# 98 Altima Won't Start



## timf212 (Mar 8, 2012)

Hey guys, I am new to Altima's and would really appreciate any advice you can give me. I am ready to pull my hair out with this car!! I am working on my friend's 98 altima. It has about 190,000 miles...and it will crank but not start. I tested the camshaft sensor and it checked bad (plus there was oil going down the center of the distributor) so I changed the distrbutor, plugs, and wires...I now have spark (verified with my ignition tester) but it still will not start. I disconnected the fuel line prior to the rail and when I turn the ignition switch to the "on" position gas pours out...I know the fuel pump is good (plus the spark plugs all have a gas smell after trying to crank it...so I know the injectors are more than likely working). I then thought maybe the timing chain jumped a tooth. I pulled off the valve cover and verified per other posts on this forum that when the crankshaft pulley is turned to TDC intake and exhaust camshafts on cylinder 1 are in the TDC position).
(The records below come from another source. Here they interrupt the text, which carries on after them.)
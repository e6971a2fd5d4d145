//! Shared helper utilities for factory methods.

use sea_orm::{DatabaseConnection, DbErr};

/// Counter for generating unique values in tests.
static COUNTER: std::sync::atomic::AtomicU64 = std::sync::atomic::AtomicU64::new(1);

/// Gets the next unique counter value for test data.
pub fn next_id() -> u64 {
    COUNTER.fetch_add(1, std::sync::atomic::Ordering::SeqCst)
}

/// Creates a book placed in a freshly created list for the given user.
///
/// # Arguments
/// - `db` - Database connection
/// - `user_id` - Owner of the new list
/// - `progress` - Pages read stored on the entry
///
/// # Returns
/// - `Ok((book, list, entry))` - Tuple of all created entities
/// - `Err(DbErr)` - Database error during creation
pub async fn create_book_in_list(
    db: &DatabaseConnection,
    user_id: i64,
    progress: i32,
) -> Result<
    (
        entity::book::Model,
        entity::user_list::Model,
        entity::book_list::Model,
    ),
    DbErr,
> {
    let book = crate::factory::book::create_book(db).await?;
    let list = crate::factory::user_list::create_user_list(db, user_id).await?;
    let entry = crate::factory::book_list::create_book_list(db, list.id, book.id, progress).await?;

    Ok((book, list, entry))
}
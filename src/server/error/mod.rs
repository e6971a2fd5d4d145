//! Error types and HTTP response handling.
//!
//! This module provides the application's error hierarchy and conversion logic for
//! transforming errors into HTTP responses. `AppError` is the top-level error type that
//! wraps the domain errors (validation, not found, conflict) and infrastructure failures,
//! and implements `IntoResponse` so controllers can return it directly.

pub mod config;
pub mod conflict;
pub mod not_found;
pub mod validation;

use axum::{
    http::StatusCode,
    response::{IntoResponse, Response},
    Json,
};
use thiserror::Error;

use crate::{
    model::api::ErrorDto,
    server::error::{
        config::ConfigError, conflict::ConflictError, not_found::NotFoundError,
        validation::ValidationError,
    },
};

/// Top-level application error type.
///
/// Domain variants carry their own response mapping; every other variant is treated as
/// an unexpected failure and answered with a generic 500.
#[derive(Error, Debug)]
pub enum AppError {
    /// Malformed or out-of-range input. Results in 400 Bad Request.
    #[error(transparent)]
    Validation(#[from] ValidationError),

    /// Referenced record does not exist. Results in 404 Not Found.
    #[error(transparent)]
    NotFound(#[from] NotFoundError),

    /// Uniqueness invariant would be violated. Results in 409 Conflict.
    #[error(transparent)]
    Conflict(#[from] ConflictError),

    /// Configuration error during startup or environment variable loading.
    #[error(transparent)]
    ConfigErr(#[from] ConfigError),

    /// Database operation error from SeaORM.
    ///
    /// Results in 500 Internal Server Error with error details logged server-side.
    #[error(transparent)]
    DbErr(#[from] sea_orm::DbErr),

    /// I/O error while binding or serving.
    #[error(transparent)]
    IoErr(#[from] std::io::Error),
}

/// Converts application errors into HTTP responses.
///
/// # Returns
/// - 400 Bad Request - For `Validation`
/// - 404 Not Found - For `NotFound`
/// - 409 Conflict - For `Conflict`
/// - 500 Internal Server Error - For all other error types
impl IntoResponse for AppError {
    fn into_response(self) -> axum::response::Response {
        match self {
            Self::Validation(err) => {
                tracing::debug!("Rejected request: {}", err);
                err.into_response()
            }
            Self::NotFound(err) => err.into_response(),
            Self::Conflict(err) => err.into_response(),
            err => InternalServerError(err).into_response(),
        }
    }
}

/// Wrapper type for converting any displayable error into a 500 Internal Server Error response.
///
/// Logs the error message and returns a generic "Internal server error" message to the
/// client to avoid leaking implementation details.
pub struct InternalServerError<E>(pub E);

impl<E: std::fmt::Display> IntoResponse for InternalServerError<E> {
    fn into_response(self) -> Response {
        tracing::error!("{}", self.0);

        (
            StatusCode::INTERNAL_SERVER_ERROR,
            Json(ErrorDto {
                error: "Internal server error".to_string(),
            }),
        )
            .into_response()
    }
}
mod model;
mod server;

use tokio::net::TcpListener;

use crate::server::{config::Config, error::AppError, router, startup, state::AppState};

#[tokio::main]
async fn main() -> Result<(), AppError> {
    dotenvy::dotenv().ok();
    startup::init_tracing();

    let config = Config::from_env()?;

    let db = startup::connect_to_database(&config).await?;

    let app = router::router(AppState::new(db));

    let listener = TcpListener::bind(config.bind_address).await?;
    tracing::info!("Listening on {}", config.bind_address);

    axum::serve(listener, app)
        .with_graceful_shutdown(shutdown_signal())
        .await?;

    Ok(())
}

async fn shutdown_signal() {
    if let Err(e) = tokio::signal::ctrl_c().await {
        tracing::error!("Failed to listen for shutdown signal: {}", e);
    }

    tracing::info!("Shutting down");
}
When it has been sitting overnight, I can crank it and it will sputter for a second...but then after that it will not act like it even wants to start (presumably because the cylinders are flooded at that point). I do not know about any check engine codes because the car sat for almost a year and the battery was completely dead prior to me working on it. I did pour fresh gas in the tank and put in some fuel stabil due to how long it had been sitting. According to my friend when it died about a year ago he was driving down the road and it just suddenly cut out with no warning. After that it hasn't been started since.

Any ideas??


----------



## Kraut-n-Rice (Jan 10, 2007)

About all I can think of is , did you make sure the plug wires are in the correct order ?


----------



## smj999smj (Jan 1, 2006)

Do a fuel injector leakdown test and also confirm proper fuel pressure. If that passes, remove the fuel pump fuse and spark plugs and crank to clear out the cylinders. Perform a compression test; if it is low, add about a teaspoon of engine oil to each cylinder to perform a "wet" compression test. If the compression does not increase, you may have a mechanical issue and I would do a cylinder leakdown test. If compression does increase to proper range, clean the spark plugs and reassemble. With the fuel pump fuse still removed, attempt to start the engine. If it sounds like it is attempting to "fire," stop and install the fuel pump fuse. Start the engine.


----------